What you will do | Within the data below, state how many lines contain the string "PersonContact". Provide the number only.

Data shown |

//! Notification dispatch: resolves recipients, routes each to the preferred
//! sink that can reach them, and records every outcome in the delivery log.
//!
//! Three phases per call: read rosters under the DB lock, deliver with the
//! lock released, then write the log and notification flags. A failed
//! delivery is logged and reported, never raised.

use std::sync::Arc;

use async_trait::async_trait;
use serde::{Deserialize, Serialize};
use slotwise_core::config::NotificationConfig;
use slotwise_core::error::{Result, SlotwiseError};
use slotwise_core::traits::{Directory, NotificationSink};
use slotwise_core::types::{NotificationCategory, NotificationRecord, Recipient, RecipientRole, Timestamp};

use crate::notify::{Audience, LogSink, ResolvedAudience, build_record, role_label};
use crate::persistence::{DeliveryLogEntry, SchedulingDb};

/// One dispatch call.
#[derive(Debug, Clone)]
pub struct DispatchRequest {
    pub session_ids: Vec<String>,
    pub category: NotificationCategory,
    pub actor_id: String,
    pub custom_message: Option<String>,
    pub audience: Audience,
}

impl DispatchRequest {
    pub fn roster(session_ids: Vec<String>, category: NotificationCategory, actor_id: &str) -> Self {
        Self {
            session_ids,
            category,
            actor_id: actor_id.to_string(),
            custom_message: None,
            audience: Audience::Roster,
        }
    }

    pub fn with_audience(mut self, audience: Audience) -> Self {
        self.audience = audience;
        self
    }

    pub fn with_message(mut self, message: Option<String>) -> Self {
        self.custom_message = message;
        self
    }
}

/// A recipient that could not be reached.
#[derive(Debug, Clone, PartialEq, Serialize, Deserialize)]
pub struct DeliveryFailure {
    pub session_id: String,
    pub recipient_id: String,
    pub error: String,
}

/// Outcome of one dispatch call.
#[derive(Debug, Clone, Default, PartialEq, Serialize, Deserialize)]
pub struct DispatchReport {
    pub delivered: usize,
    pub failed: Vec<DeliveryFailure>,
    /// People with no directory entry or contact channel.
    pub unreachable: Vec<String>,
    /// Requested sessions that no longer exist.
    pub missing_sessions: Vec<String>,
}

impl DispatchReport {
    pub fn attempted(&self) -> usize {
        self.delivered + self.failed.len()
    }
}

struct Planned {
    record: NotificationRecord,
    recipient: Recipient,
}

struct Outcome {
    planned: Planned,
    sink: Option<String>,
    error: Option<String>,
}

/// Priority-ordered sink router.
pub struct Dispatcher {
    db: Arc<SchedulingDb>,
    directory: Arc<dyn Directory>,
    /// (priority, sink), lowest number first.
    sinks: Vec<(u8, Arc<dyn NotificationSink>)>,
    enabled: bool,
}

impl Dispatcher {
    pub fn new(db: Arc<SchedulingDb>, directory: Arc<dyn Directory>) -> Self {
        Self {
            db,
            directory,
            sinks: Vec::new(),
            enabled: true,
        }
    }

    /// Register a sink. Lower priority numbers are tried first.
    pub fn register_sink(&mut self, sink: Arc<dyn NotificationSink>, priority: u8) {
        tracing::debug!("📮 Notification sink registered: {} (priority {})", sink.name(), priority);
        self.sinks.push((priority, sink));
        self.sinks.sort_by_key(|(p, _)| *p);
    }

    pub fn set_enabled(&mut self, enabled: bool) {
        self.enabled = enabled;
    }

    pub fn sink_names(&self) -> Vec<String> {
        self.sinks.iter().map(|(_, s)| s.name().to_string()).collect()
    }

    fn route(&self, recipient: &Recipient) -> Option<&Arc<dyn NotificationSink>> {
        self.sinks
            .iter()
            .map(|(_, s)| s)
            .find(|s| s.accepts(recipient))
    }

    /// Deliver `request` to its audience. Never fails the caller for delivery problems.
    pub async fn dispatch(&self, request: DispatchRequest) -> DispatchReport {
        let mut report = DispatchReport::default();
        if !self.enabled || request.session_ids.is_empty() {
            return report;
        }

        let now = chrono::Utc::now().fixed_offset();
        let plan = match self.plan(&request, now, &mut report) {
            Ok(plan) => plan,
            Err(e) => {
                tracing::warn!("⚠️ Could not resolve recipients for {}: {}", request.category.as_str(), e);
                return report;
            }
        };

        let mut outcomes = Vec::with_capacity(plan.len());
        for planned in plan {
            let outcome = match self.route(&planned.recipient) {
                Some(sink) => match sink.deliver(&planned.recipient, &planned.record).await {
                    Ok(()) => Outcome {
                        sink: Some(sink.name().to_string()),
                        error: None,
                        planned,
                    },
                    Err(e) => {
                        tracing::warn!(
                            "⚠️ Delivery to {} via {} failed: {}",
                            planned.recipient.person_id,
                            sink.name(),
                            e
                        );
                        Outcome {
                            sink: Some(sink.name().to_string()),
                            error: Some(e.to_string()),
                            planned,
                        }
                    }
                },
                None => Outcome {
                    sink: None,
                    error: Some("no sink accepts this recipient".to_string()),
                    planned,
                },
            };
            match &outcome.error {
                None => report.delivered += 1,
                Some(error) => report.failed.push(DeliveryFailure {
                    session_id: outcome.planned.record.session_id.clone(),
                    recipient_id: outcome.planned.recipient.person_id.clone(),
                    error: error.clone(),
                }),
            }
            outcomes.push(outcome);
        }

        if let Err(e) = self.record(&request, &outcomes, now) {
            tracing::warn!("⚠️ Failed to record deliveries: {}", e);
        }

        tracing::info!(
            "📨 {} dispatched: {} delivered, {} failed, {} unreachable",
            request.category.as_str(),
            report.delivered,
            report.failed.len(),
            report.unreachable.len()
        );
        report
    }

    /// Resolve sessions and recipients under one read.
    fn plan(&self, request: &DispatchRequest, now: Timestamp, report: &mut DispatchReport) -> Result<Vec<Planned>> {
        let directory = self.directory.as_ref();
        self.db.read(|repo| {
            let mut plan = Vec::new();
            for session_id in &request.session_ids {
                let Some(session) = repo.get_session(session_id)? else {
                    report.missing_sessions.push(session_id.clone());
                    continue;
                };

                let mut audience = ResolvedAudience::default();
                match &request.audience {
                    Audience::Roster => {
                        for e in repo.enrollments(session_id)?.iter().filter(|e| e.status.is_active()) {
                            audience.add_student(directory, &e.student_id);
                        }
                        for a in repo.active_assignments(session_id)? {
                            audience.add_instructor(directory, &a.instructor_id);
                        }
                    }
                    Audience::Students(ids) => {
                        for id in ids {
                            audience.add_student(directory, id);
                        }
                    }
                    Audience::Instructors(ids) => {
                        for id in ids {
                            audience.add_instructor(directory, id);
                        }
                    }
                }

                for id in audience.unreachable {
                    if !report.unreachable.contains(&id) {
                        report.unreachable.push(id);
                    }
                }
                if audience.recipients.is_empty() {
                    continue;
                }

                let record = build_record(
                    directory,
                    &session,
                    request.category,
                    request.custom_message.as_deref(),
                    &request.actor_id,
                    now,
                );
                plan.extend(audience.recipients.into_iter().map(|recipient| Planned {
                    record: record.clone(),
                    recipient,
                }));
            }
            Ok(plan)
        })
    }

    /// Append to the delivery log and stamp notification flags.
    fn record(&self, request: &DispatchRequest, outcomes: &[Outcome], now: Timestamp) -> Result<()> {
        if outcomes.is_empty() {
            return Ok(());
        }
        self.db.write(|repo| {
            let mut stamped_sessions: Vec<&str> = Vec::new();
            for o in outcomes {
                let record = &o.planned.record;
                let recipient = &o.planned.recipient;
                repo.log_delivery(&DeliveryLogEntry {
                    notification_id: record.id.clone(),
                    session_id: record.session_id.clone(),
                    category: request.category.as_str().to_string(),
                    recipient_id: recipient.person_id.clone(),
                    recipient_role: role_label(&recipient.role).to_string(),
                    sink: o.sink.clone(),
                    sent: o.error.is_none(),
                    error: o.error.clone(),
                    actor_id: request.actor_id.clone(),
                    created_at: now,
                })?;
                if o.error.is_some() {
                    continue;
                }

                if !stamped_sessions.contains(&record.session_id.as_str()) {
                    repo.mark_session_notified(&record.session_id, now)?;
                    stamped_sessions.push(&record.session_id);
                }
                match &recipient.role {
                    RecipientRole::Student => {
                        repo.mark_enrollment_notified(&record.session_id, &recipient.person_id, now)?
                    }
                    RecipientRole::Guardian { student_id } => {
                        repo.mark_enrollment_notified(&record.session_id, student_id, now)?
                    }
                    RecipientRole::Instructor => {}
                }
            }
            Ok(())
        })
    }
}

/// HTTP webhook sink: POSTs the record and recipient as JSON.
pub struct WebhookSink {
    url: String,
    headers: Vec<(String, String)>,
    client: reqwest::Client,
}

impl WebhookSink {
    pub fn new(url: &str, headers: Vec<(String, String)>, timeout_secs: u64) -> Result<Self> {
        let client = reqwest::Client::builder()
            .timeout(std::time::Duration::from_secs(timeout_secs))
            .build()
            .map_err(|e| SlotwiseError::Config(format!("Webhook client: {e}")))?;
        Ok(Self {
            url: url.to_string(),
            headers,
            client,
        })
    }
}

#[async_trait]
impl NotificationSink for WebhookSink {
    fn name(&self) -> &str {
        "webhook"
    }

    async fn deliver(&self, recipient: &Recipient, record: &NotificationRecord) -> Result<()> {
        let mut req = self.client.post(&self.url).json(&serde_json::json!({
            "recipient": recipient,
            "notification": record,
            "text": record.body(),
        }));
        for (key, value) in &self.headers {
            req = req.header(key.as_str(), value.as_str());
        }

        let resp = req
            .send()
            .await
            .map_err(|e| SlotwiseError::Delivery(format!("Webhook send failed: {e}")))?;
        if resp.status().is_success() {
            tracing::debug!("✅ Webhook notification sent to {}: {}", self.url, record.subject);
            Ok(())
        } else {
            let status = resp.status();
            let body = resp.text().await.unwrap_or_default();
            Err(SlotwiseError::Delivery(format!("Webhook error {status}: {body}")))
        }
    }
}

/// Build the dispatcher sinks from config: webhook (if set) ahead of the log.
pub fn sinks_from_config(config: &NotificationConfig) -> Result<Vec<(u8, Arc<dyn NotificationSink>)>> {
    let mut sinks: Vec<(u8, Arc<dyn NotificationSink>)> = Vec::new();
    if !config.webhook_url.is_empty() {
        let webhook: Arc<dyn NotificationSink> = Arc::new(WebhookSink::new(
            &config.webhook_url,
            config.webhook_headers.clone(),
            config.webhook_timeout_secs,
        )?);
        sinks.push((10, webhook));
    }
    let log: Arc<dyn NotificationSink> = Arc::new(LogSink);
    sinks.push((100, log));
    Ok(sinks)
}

...

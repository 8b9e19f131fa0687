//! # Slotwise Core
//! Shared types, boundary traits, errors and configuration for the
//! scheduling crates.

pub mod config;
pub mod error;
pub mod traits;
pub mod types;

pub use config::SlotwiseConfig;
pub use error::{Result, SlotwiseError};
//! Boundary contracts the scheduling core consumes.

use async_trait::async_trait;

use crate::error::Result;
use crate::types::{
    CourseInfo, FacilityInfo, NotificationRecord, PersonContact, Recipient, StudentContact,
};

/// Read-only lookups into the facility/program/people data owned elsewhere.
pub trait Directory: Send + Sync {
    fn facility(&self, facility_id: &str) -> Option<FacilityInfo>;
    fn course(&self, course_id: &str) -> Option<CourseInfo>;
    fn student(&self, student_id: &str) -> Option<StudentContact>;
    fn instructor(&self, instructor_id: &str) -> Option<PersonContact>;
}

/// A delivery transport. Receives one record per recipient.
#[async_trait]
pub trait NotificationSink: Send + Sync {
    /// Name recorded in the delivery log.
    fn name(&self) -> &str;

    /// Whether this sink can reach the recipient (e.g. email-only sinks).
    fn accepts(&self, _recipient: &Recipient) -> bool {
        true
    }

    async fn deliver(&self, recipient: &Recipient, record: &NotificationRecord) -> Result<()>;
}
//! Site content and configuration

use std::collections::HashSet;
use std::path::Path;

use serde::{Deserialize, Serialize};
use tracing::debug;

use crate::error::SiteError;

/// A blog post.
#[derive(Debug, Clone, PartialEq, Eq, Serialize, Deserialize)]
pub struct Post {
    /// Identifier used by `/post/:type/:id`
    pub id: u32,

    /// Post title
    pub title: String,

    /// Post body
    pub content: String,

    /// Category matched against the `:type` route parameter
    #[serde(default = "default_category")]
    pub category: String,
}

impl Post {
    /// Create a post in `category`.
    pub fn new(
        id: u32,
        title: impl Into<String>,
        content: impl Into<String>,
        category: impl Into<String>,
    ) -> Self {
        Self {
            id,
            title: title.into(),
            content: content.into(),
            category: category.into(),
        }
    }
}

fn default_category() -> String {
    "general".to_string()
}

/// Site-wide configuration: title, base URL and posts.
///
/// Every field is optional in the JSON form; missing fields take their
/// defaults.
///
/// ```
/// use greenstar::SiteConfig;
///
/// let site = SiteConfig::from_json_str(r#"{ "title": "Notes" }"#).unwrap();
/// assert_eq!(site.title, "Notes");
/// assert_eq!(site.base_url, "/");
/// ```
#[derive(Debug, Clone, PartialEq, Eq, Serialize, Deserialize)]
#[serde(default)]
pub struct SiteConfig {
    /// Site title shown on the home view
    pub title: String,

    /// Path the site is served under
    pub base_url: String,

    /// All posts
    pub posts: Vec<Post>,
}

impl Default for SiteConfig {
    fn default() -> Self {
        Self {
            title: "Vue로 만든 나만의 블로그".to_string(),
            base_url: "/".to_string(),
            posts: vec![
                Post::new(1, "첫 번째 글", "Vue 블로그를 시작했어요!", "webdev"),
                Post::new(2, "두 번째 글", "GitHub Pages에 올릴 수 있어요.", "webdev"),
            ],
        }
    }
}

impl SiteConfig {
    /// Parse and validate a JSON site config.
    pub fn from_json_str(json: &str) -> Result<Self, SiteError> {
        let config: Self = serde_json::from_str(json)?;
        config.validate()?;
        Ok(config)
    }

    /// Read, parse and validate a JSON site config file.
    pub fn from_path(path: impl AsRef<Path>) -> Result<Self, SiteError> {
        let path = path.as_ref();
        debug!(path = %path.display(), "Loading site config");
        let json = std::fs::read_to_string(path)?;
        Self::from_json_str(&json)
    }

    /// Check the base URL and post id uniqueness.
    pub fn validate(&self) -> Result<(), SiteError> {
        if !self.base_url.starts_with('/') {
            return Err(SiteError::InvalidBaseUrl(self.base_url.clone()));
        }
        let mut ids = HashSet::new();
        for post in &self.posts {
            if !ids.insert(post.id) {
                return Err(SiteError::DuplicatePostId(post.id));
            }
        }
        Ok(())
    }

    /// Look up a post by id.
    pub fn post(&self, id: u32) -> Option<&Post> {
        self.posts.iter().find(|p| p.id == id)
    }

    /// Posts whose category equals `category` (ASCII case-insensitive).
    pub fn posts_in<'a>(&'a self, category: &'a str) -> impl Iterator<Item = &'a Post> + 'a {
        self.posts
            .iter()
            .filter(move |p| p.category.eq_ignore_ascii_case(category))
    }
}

Exercise output | 2